THE INPUT
- Opening Delimiter -
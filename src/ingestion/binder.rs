//! Schema field -> source column binding.

use crate::error::{IngestionError, IngestionResult};
use crate::types::{names_match, FieldId, Schema};

use super::tokenizer::FieldSpan;

/// Resolved mapping from schema positions to source column indexes.
#[derive(Debug, Clone, PartialEq, Eq)]
pub struct ColumnBinding {
    columns: Vec<usize>,
    /// Bound source columns, sorted.
    bound: Vec<usize>,
}

impl ColumnBinding {
    fn new(columns: Vec<usize>) -> Self {
        let mut bound = columns.clone();
        bound.sort_unstable();
        Self { columns, bound }
    }

    /// Source column for each schema position, in schema order.
    pub fn columns(&self) -> &[usize] {
        &self.columns
    }

    /// Source column bound to schema position `field`.
    pub fn source_column(&self, field: usize) -> Option<usize> {
        self.columns.get(field).copied()
    }

    /// Minimum number of fields a row needs so every bound column exists.
    ///
    /// Saturates at `usize::MAX` for an ordinal bound to the last representable column.
    pub fn required_width(&self) -> usize {
        self.bound.last().map_or(0, |c| c.saturating_add(1))
    }

    /// Whether some schema field reads source column `column`.
    pub fn is_bound(&self, column: usize) -> bool {
        self.bound.binary_search(&column).is_ok()
    }
}

/// Bind every schema field to a source column.
///
/// With a header, named fields match header text case-insensitively after trimming, and a name
/// with no matching header is an [`IngestionError::UnresolvedField`]. Without a header, the
/// field at schema position `i` reads column `i`. Ordinal identifiers always read their own
/// column. Two fields bound to the same column is a [`IngestionError::SchemaMismatch`].
pub fn bind_columns(schema: &Schema, header: Option<&[FieldSpan<'_>]>) -> IngestionResult<ColumnBinding> {
    let names: Option<Vec<&str>> = header.map(|h| h.iter().map(|f| f.as_str().trim()).collect());

    let mut columns = Vec::with_capacity(schema.fields.len());
    for (pos, field) in schema.fields.iter().enumerate() {
        let column = match (&field.id, names.as_deref()) {
            (FieldId::Ordinal(c), _) => *c,
            (FieldId::Name(name), Some(names)) => {
                names
                    .iter()
                    .position(|h| names_match(h, name))
                    .ok_or_else(|| IngestionError::UnresolvedField {
                        field: name.clone(),
                        headers: names.iter().map(|h| h.to_string()).collect(),
                    })?
            }
            (FieldId::Name(_), None) => pos,
        };

        if let Some(prev) = columns.iter().position(|&c| c == column) {
            return Err(IngestionError::SchemaMismatch {
                message: format!(
                    "fields '{}' and '{}' both bind to column {column}",
                    schema.fields[prev].label(),
                    field.label()
                ),
            });
        }
        columns.push(column);
    }

    Ok(ColumnBinding::new(columns))
}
- Closing Delimiter -
WHAT NEEDS TO BE DONE
Every piece of the data is to be set down again exactly.

SOLUTION BELOW
filename src/ingestion/binder.rs
//! Schema field -> source column binding.

use crate::error::{IngestionError, IngestionResult};
use crate::types::{names_match, FieldId, Schema};

use super::tokenizer::FieldSpan;

/// Resolved mapping from schema positions to source column indexes.
#[derive(Debug, Clone, PartialEq, Eq)]
pub struct ColumnBinding {
    columns: Vec<usize>,
    /// Bound source columns, sorted.
    bound: Vec<usize>,
}

impl ColumnBinding {
    fn new(columns: Vec<usize>) -> Self {
        let mut bound = columns.clone();
        bound.sort_unstable();
        Self { columns, bound }
    }

    /// Source column for each schema position, in schema order.
    pub fn columns(&self) -> &[usize] {
        &self.columns
    }

    /// Source column bound to schema position `field`.
    pub fn source_column(&self, field: usize) -> Option<usize> {
        self.columns.get(field).copied()
    }

    /// Minimum number of fields a row needs so every bound column exists.
    ///
    /// Saturates at `usize::MAX` for an ordinal bound to the last representable column.
    pub fn required_width(&self) -> usize {
        self.bound.last().map_or(0, |c| c.saturating_add(1))
    }

    /// Whether some schema field reads source column `column`.
    pub fn is_bound(&self, column: usize) -> bool {
        self.bound.binary_search(&column).is_ok()
    }
}

/// Bind every schema field to a source column.
///
/// With a header, named fields match header text case-insensitively after trimming, and a name
/// with no matching header is an [`IngestionError::UnresolvedField`]. Without a header, the
/// field at schema position `i` reads column `i`. Ordinal identifiers always read their own
/// column. Two fields bound to the same column is a [`IngestionError::SchemaMismatch`].
pub fn bind_columns(schema: &Schema, header: Option<&[FieldSpan<'_>]>) -> IngestionResult<ColumnBinding> {
    let names: Option<Vec<&str>> = header.map(|h| h.iter().map(|f| f.as_str().trim()).collect());

    let mut columns = Vec::with_capacity(schema.fields.len());
    for (pos, field) in schema.fields.iter().enumerate() {
        let column = match (&field.id, names.as_deref()) {
            (FieldId::Ordinal(c), _) => *c,
            (FieldId::Name(name), Some(names)) => {
                names
                    .iter()
                    .position(|h| names_match(h, name))
                    .ok_or_else(|| IngestionError::UnresolvedField {
                        field: name.clone(),
                        headers: names.iter().map(|h| h.to_string()).collect(),
                    })?
            }
            (FieldId::Name(_), None) => pos,
        };

        if let Some(prev) = columns.iter().position(|&c| c == column) {
            return Err(IngestionError::SchemaMismatch {
                message: format!(
                    "fields '{}' and '{}' both bind to column {column}",
                    schema.fields[prev].label(),
                    field.label()
                ),
            });
        }
        columns.push(column);
    }

    Ok(ColumnBinding::new(columns))
}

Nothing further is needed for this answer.